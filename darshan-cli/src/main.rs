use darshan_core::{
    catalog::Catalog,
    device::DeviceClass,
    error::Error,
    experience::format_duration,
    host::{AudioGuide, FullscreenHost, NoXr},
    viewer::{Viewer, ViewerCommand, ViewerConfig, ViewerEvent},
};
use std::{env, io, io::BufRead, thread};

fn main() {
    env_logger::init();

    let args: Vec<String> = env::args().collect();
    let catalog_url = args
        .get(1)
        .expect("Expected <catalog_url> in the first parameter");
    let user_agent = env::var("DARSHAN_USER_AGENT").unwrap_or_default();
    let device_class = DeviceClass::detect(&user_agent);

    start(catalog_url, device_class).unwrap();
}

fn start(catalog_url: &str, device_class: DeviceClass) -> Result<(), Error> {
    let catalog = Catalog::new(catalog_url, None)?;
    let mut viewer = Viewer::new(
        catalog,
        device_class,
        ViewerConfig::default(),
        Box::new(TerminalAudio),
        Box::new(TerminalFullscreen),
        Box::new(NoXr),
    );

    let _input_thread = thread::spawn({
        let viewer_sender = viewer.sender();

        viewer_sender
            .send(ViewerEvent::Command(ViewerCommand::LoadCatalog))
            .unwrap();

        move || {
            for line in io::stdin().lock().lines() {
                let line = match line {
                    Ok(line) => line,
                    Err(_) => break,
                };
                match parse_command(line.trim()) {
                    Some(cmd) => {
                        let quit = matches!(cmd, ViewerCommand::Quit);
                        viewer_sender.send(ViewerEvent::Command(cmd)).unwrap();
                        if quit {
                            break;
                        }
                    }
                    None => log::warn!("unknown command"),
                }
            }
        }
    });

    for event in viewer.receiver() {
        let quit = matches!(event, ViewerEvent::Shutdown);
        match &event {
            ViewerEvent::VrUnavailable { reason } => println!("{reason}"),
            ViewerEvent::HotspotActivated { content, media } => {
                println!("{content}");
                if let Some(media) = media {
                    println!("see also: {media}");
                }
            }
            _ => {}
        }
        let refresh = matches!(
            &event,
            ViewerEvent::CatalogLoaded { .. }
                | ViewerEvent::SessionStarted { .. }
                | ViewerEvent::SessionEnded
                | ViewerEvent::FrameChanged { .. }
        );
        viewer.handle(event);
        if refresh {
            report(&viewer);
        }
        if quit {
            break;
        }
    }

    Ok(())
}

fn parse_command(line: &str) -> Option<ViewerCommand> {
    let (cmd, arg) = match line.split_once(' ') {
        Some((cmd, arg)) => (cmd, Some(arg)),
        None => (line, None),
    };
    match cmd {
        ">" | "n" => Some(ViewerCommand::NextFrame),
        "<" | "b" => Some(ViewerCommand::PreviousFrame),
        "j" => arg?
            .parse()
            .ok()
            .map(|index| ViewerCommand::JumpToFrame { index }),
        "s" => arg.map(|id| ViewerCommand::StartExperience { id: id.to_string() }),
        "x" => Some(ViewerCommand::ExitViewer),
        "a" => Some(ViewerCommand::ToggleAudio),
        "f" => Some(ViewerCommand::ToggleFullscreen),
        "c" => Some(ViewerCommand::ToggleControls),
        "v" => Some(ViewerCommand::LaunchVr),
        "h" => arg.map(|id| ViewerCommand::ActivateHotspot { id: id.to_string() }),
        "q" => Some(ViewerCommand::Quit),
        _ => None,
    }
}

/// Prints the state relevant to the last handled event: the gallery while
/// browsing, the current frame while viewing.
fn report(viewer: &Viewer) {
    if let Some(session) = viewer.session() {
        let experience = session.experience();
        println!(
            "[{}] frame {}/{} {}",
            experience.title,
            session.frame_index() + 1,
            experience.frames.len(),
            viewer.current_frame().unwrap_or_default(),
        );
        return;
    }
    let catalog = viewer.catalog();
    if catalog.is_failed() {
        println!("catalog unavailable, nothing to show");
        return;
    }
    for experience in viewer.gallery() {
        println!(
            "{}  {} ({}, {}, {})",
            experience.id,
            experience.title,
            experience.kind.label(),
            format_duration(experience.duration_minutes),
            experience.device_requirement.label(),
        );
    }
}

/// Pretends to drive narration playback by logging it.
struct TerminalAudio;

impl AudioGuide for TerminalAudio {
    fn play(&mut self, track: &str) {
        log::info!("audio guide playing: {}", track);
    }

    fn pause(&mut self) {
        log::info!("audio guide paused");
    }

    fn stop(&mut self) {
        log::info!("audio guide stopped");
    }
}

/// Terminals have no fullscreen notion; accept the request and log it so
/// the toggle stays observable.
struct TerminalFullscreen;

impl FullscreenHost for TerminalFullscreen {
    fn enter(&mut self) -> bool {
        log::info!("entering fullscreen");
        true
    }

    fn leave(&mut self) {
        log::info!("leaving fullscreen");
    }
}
--------
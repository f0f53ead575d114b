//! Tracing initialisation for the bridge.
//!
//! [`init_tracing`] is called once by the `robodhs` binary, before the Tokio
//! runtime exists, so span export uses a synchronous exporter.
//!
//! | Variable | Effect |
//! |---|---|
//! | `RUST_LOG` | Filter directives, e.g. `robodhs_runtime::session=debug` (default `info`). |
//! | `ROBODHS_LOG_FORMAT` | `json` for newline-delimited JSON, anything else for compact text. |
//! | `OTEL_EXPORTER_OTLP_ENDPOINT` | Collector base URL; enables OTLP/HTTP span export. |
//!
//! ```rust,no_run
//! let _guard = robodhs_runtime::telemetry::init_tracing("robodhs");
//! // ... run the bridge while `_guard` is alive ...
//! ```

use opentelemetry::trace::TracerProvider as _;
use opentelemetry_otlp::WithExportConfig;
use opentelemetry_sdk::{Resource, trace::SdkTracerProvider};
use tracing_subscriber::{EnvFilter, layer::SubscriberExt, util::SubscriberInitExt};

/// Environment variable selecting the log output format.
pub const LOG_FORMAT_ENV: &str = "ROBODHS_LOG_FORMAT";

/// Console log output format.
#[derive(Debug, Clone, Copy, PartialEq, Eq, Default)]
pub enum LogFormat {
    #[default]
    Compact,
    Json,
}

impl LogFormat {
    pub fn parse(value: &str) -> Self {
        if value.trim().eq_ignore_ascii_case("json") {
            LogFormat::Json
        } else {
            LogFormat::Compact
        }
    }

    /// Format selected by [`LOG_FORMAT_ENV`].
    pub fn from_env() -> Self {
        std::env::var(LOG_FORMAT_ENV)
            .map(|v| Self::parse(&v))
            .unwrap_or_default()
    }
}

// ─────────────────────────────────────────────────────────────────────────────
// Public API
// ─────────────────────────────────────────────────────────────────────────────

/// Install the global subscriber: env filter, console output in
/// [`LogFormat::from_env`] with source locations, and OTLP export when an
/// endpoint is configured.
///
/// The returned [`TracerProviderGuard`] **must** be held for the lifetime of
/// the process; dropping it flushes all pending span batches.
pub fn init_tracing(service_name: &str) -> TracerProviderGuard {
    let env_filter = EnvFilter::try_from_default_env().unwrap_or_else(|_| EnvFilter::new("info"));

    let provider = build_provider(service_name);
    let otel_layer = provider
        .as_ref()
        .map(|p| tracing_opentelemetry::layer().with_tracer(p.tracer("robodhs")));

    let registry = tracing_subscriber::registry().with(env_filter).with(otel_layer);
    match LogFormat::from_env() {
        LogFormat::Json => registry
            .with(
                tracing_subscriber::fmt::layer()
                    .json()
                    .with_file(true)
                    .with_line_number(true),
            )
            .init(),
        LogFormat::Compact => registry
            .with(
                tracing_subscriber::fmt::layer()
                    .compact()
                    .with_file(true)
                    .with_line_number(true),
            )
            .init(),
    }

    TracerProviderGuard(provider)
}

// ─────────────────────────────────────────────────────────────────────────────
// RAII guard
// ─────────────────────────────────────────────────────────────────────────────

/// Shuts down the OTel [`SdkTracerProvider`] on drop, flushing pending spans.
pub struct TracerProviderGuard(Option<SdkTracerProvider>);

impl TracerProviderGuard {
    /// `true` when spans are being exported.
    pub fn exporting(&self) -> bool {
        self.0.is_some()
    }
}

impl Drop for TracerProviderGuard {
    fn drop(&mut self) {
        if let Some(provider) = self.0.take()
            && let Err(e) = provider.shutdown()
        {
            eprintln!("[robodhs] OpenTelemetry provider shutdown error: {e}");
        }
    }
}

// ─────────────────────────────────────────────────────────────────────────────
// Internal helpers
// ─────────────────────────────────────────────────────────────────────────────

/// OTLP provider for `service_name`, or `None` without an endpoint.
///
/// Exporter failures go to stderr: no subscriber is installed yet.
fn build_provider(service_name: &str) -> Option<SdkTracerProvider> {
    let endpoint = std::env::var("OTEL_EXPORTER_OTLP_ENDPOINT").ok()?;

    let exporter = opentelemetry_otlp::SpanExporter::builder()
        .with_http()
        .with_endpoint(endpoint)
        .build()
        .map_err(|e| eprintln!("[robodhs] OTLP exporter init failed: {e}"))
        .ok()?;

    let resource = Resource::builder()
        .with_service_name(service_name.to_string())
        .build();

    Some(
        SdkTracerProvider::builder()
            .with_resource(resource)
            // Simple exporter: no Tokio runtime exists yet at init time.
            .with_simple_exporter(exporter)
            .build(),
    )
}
--------
- WHAT TO DO -
Locate the word "bool" in the data above. Copy every line carrying it.

- YOUR RESPONSE -
    fn enter(&mut self) -> bool {
    pub fn exporting(&self) -> bool {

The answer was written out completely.